There are two kinds of neurotransmitters – INHIBITORY and EXCITATORY.  Excitatory neurotransmitters are not necessarily exciting – they are what stimulate the brain.  Those that calm the brain and help create balance are called inhibitory.  Inhibitory neurotransmitters balance mood and are easily depleted when the excitatory neurotransmitters are overactive. 

Inhibitory Neurotransmitters

SEROTONIN is an inhibitory neurotransmitter – which means that it does not stimulate the brain.  Adequate amounts of serotonin are necessary for a stable mood and to balance any excessive excitatory (stimulating) neurotransmitter firing in the brain.  If you use stimulant medications or caffeine in your daily regimen – it can cause a depletion of serotonin over time.  Serotonin also regulates many other processes such as carbohydrate cravings, sleep cycle, pain control and appropriate digestion.  Low serotonin levels are also associated with decreased immune system function.

GABA is an inhibitory neurotransmitter that is often referred to as “nature’s VALIUM-like substance”.  When GABA is out of range (high or low excretion values), it is likely that an excitatory neurotransmitter is firing too often in the brain.  GABA will be sent out to attempt to balance this stimulating over-firing.

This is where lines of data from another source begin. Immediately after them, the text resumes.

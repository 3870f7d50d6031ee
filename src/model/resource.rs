use fake::Dummy;
use serde::{Deserialize, Serialize};

/// Identifier of a company record.
pub type CompanyId = u64;

/// Identifier of a fiscal year record.
pub type FiscalYearId = u64;

/// Defines company data structure.
///
#[derive(Clone, Debug, Dummy, PartialEq, Eq, Serialize, Deserialize)]
#[serde(rename_all = "camelCase")]
pub struct Company {
    pub id: CompanyId,
    pub name: String,
    pub registration_number: String, // ###-##-#####
}

/// Defines fiscal year data structure.
///
#[derive(Clone, Debug, Dummy, PartialEq, Eq, Serialize, Deserialize)]
#[serde(rename_all = "camelCase")]
pub struct FiscalYear {
    pub id: FiscalYearId,
    pub company_id: CompanyId,
    pub year: String,       // YYYY
    pub start_date: String, // YYYYMMDD
    pub end_date: String,   // YYYYMMDD
    pub is_main: bool,
    #[serde(default)]
    pub remarks: String,
}

impl FiscalYear {
    /// Returns true if the inclusive date ranges of both records intersect.
    ///
    pub fn overlaps(&self, start_date: &str, end_date: &str) -> bool {
        start_date <= self.end_date.as_str() && end_date >= self.start_date.as_str()
    }
}

/// Editable company fields submitted from the company form.
///
#[derive(Clone, Debug, Default, PartialEq, Eq)]
pub struct CompanyDraft {
    pub id: Option<CompanyId>,
    pub name: String,
    pub registration_number: String,
}

impl From<&Company> for CompanyDraft {
    fn from(company: &Company) -> Self {
        CompanyDraft {
            id: Some(company.id),
            name: company.name.clone(),
            registration_number: company.registration_number.clone(),
        }
    }
}

/// Editable fiscal year fields submitted from the fiscal year modal. The
/// owning company is never part of the draft; stores scope it.
///
#[derive(Clone, Debug, Default, PartialEq, Eq)]
pub struct FiscalYearDraft {
    pub id: Option<FiscalYearId>,
    pub year: String,
    pub start_date: String,
    pub end_date: String,
    pub is_main: bool,
    pub remarks: String,
}

impl From<&FiscalYear> for FiscalYearDraft {
    fn from(fiscal_year: &FiscalYear) -> Self {
        FiscalYearDraft {
            id: Some(fiscal_year.id),
            year: fiscal_year.year.clone(),
            start_date: fiscal_year.start_date.clone(),
            end_date: fiscal_year.end_date.clone(),
            is_main: fiscal_year.is_main,
            remarks: fiscal_year.remarks.clone(),
        }
    }
}

#[cfg(test)]
mod tests {
    use super::*;
    use fake::{Fake, Faker};

    fn fiscal_year(start_date: &str, end_date: &str) -> FiscalYear {
        FiscalYear {
            start_date: start_date.to_string(),
            end_date: end_date.to_string(),
            ..Faker.fake()
        }
    }

    #[test]
    fn overlaps_shared_endpoint() {
        let existing = fiscal_year("20230101", "20231231");
        assert!(existing.overlaps("20231231", "20241231"));
        assert!(existing.overlaps("20220101", "20230101"));
    }

    #[test]
    fn overlaps_containment() {
        let existing = fiscal_year("20230101", "20231231");
        assert!(existing.overlaps("20230301", "20230331"));
        assert!(existing.overlaps("20220101", "20241231"));
    }

    #[test]
    fn disjoint_ranges_do_not_overlap() {
        let existing = fiscal_year("20230101", "20231231");
        assert!(!existing.overlaps("20220101", "20221231"));
        assert!(!existing.overlaps("20240101", "20241231"));
    }

    #[test]
    fn company_serializes_camel_case() {
        let company = Company {
            id: 7,
            name: "Acme".to_string(),
            registration_number: "123-45-67890".to_string(),
        };
        let json = serde_json::to_string(&company).unwrap();
        assert!(json.contains("\"registrationNumber\":\"123-45-67890\""));
    }

    #[test]
    fn fiscal_year_remarks_default_to_empty() {
        let json = r#"{"id":1,"companyId":2,"year":"2023","startDate":"20230101","endDate":"20231231","isMain":true}"#;
        let fiscal_year: FiscalYear = serde_json::from_str(json).unwrap();
        assert_eq!(fiscal_year.company_id, 2);
        assert!(fiscal_year.is_main);
        assert_eq!(fiscal_year.remarks, "");
    }

    #[test]
    fn draft_from_fiscal_year_keeps_id() {
        let record: FiscalYear = Faker.fake();
        let draft = FiscalYearDraft::from(&record);
        assert_eq!(draft.id, Some(record.id));
        assert_eq!(draft.start_date, record.start_date);
        assert_eq!(draft.is_main, record.is_main);
    }
}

DOPAMINE is a special neurotransmitter because it is considered to be both excitatory and inhibitory.  Dopamine helps with depression as well as focus, which you will read about in the excitatory section.

Excitatory Neurotransmitters

DOPAMINE is our main focus neurotransmitter.  When dopamine is either elevated or low – we can have focus issues such as not remembering where we put our keys, forgetting what a paragraph said when we just finished reading it or simply daydreaming and not being able to stay on task.  Dopamine is also responsible for our drive or desire to get things done – or motivation.  Stimulants such as medications for ADD/ADHD and caffeine cause dopamine to be pushed into the synapse so that focus is improved.  Unfortunately, stimulating dopamine consistently can cause a depletion of dopamine over time.

NOR-EPINEPHRINE is an excitatory neurotransmitter that is responsible for our stimulation processes in the body.  Norepinephrine helps to make epinephrine as well.  This neurotransmitter can cause ANXIETY at elevated excretion levels as well as some “MOOD DAMPENING” effects.  Low levels of norepinephrine are associated with LOW ENERGY, DECREASED FOCUS ability and sleep cycle problems.

EPINEPHRINE is an excitatory neurotransmitter that is reflective of stress.  This neurotransmitter will often be elevated when ADHD like symptoms are present.  Long term STRESS or INSOMNIA can cause epinephrine levels to be depleted (low).  Epinephrine also regulates HEART RATE and BLOOD PRESSURE.